Commissioner Jonathan Jaffery, MD, MS, of the Association of American Medical Colleges in Washington, took issue with the part of the staff presentation that discussed practice consolidation, noting that although it included a mention of hospitals acquiring physician practices, “there’s not really any mention about where other areas of physician employment have gone. And in fact, hospitals are not the largest employer of physicians.
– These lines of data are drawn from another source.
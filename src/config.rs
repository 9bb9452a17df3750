use alloc::{format, string::String};

/// Config for a container
/// ## Fields
/// - `named_prefix`:
///   Prefix that turns a parameter name into the identifier of its named binding,
///   e.g. the parameter `count` is looked up as `$count` with the default prefix.
///
///   Named bindings are checked before the declared type of a parameter.
#[derive(Clone, Copy, Debug, PartialEq, Eq)]
pub struct Config {
    pub named_prefix: char,
}

impl Default for Config {
    fn default() -> Self {
        Self { named_prefix: '$' }
    }
}

impl Config {
    #[inline]
    #[must_use]
    pub fn named_id(&self, parameter: &str) -> String {
        format!("{}{parameter}", self.named_prefix)
    }
}
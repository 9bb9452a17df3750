use alloc::string::String;
use parking_lot::Mutex;

use crate::{callable::Callable, Value};

#[derive(Clone, Copy, Debug, PartialEq, Eq)]
pub enum Lifecycle {
    /// A fresh value on every resolution
    Transient,
    /// One value, produced on first resolution and shared afterwards
    Singleton,
    /// The bound callable itself is the value
    ClosureWrapper,
}

/// What a binding is satisfied from
#[derive(Clone, Debug)]
pub enum Source {
    /// Name of a type the container constructs
    Type(String),
    /// A callable whose result is the value
    Callable(Callable),
    /// An existing value
    Value(Value),
}

impl Source {
    #[inline]
    #[must_use]
    pub fn type_name(type_name: impl Into<String>) -> Self {
        Self::Type(type_name.into())
    }

    #[inline]
    #[must_use]
    pub fn value<T: Clone + Send + 'static>(value: T) -> Self {
        Self::Value(Value::new(value))
    }
}

impl From<Callable> for Source {
    #[inline]
    fn from(callable: Callable) -> Self {
        Self::Callable(callable)
    }
}

impl From<Value> for Source {
    #[inline]
    fn from(value: Value) -> Self {
        Self::Value(value)
    }
}

/// A registered rule for an identifier.
///
/// Only a singleton has an instance cell, it's written once on the first successful resolution
/// and lives as long as the binding.
#[derive(Debug)]
pub enum Binding {
    Transient(Source),
    Singleton { source: Source, instance: Mutex<Option<Value>> },
    Closure(Callable),
}

impl Binding {
    #[inline]
    #[must_use]
    pub fn transient(source: impl Into<Source>) -> Self {
        Self::Transient(source.into())
    }

    #[inline]
    #[must_use]
    pub fn singleton(source: impl Into<Source>) -> Self {
        Self::Singleton {
            source: source.into(),
            instance: Mutex::new(None),
        }
    }

    #[inline]
    #[must_use]
    pub const fn closure(callable: Callable) -> Self {
        Self::Closure(callable)
    }

    #[inline]
    #[must_use]
    pub const fn lifecycle(&self) -> Lifecycle {
        match self {
            Self::Transient(_) => Lifecycle::Transient,
            Self::Singleton { .. } => Lifecycle::Singleton,
            Self::Closure(_) => Lifecycle::ClosureWrapper,
        }
    }

    /// Cached singleton instance, `None` for other lifecycles or before the first resolution
    #[inline]
    #[must_use]
    pub fn instance(&self) -> Option<Value> {
        match self {
            Self::Singleton { instance, .. } => instance.lock().clone(),
            Self::Transient(_) | Self::Closure(_) => None,
        }
    }

    /// Stores the produced value if this is a singleton without an instance yet.
    /// Returns the value callers should observe: the first stored instance for singletons.
    pub(crate) fn remember(&self, value: Value) -> Value {
        match self {
            Self::Singleton { instance, .. } => instance.lock().get_or_insert(value).clone(),
            Self::Transient(_) | Self::Closure(_) => value,
        }
    }

    /// The bound source as is, without constructing or invoking anything
    #[must_use]
    pub fn literal(&self) -> Value {
        match self {
            Self::Transient(source) | Self::Singleton { source, .. } => match source {
                Source::Type(type_name) => Value::new(type_name.clone()),
                Source::Callable(callable) => Value::new(callable.clone()),
                Source::Value(value) => value.clone(),
            },
            Self::Closure(callable) => Value::new(callable.clone()),
        }
    }
}
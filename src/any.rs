use core::{
    any::{type_name, TypeId},
    fmt::{self, Debug, Formatter},
};

/// Runtime type identity of a value stored in the container
#[derive(Clone, Copy)]
pub struct TypeInfo {
    pub name: &'static str,
    pub id: TypeId,
}

impl PartialEq for TypeInfo {
    fn eq(&self, other: &Self) -> bool {
        self.id == other.id
    }
}

impl Eq for TypeInfo {}

impl Debug for TypeInfo {
    fn fmt(&self, f: &mut Formatter<'_>) -> fmt::Result {
        f.write_str(self.name)
    }
}

impl TypeInfo {
    #[inline]
    #[must_use]
    pub fn of<T>() -> Self
    where
        T: ?Sized + 'static,
    {
        Self {
            name: type_name::<T>(),
            id: TypeId::of::<T>(),
        }
    }

    /// Type name without its module path, e.g. `Circle` for `app::shapes::Circle`.
    /// Generic arguments keep their full paths.
    /// Names that don't start with a path, like arrays, tuples or references, are returned as is.
    #[inline]
    #[must_use]
    pub fn short_name(&self) -> &'static str {
        if !self.name.starts_with(|first: char| first.is_alphabetic() || first == '_') {
            return self.name;
        }

        let head = self.name.split_once('<').map_or(self.name, |(head, _)| head);
        match head.rsplit_once("::") {
            Some((path, _)) => &self.name[path.len() + 2..],
            None => self.name,
        }
    }
}
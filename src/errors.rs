mod instantiate;
mod resolve;

pub use instantiate::InstantiateErrorKind;
pub use resolve::{ResolutionCause, ResolveErrorKind};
We’re seeing a lot in the payer side and private equity.”
With private equity purchases, “they’re not taking multi-specialty practices whole cloth, so it creates a whole bunch of other issues,” he added.
Commissioner Gregory Poulsen, MBA, of Intermountain Healthcare in Salt Lake City, Utah, responded to a remark by O’Donnell during the staff presentation that practice consolidation “has enabled physicians to increase their negotiating power with private payers.” Other factors are also driving the trend, he said.
“Surveys that I’ve been part of show that the majority of small practitioners believe themselves to be out of compliance with key [regulatory] requirements, and the only thing that gives them comfort is that everybody else is out of compliance too but … [they worry about] potentially ending up with major penalties,” he said. “Utilization management denials and the prior authorization games are crushing for small, unsophisticated practices. They don’t have the resources to deal with huge denials.” And “electronic medical records and other tools are hard to implement without large organizational resources capabilities.”
Commissioner Lawrence Casalino, MD, PhD, of Weill Cornell Medical School in New York City, called the recommended extra pay bump for safety-net providers “critically important.” “More broadly, we need to work on helping to create a way of paying physicians that has face value, makes sense, and that is predictable,” he said. “And I think that would do a lot for morale.”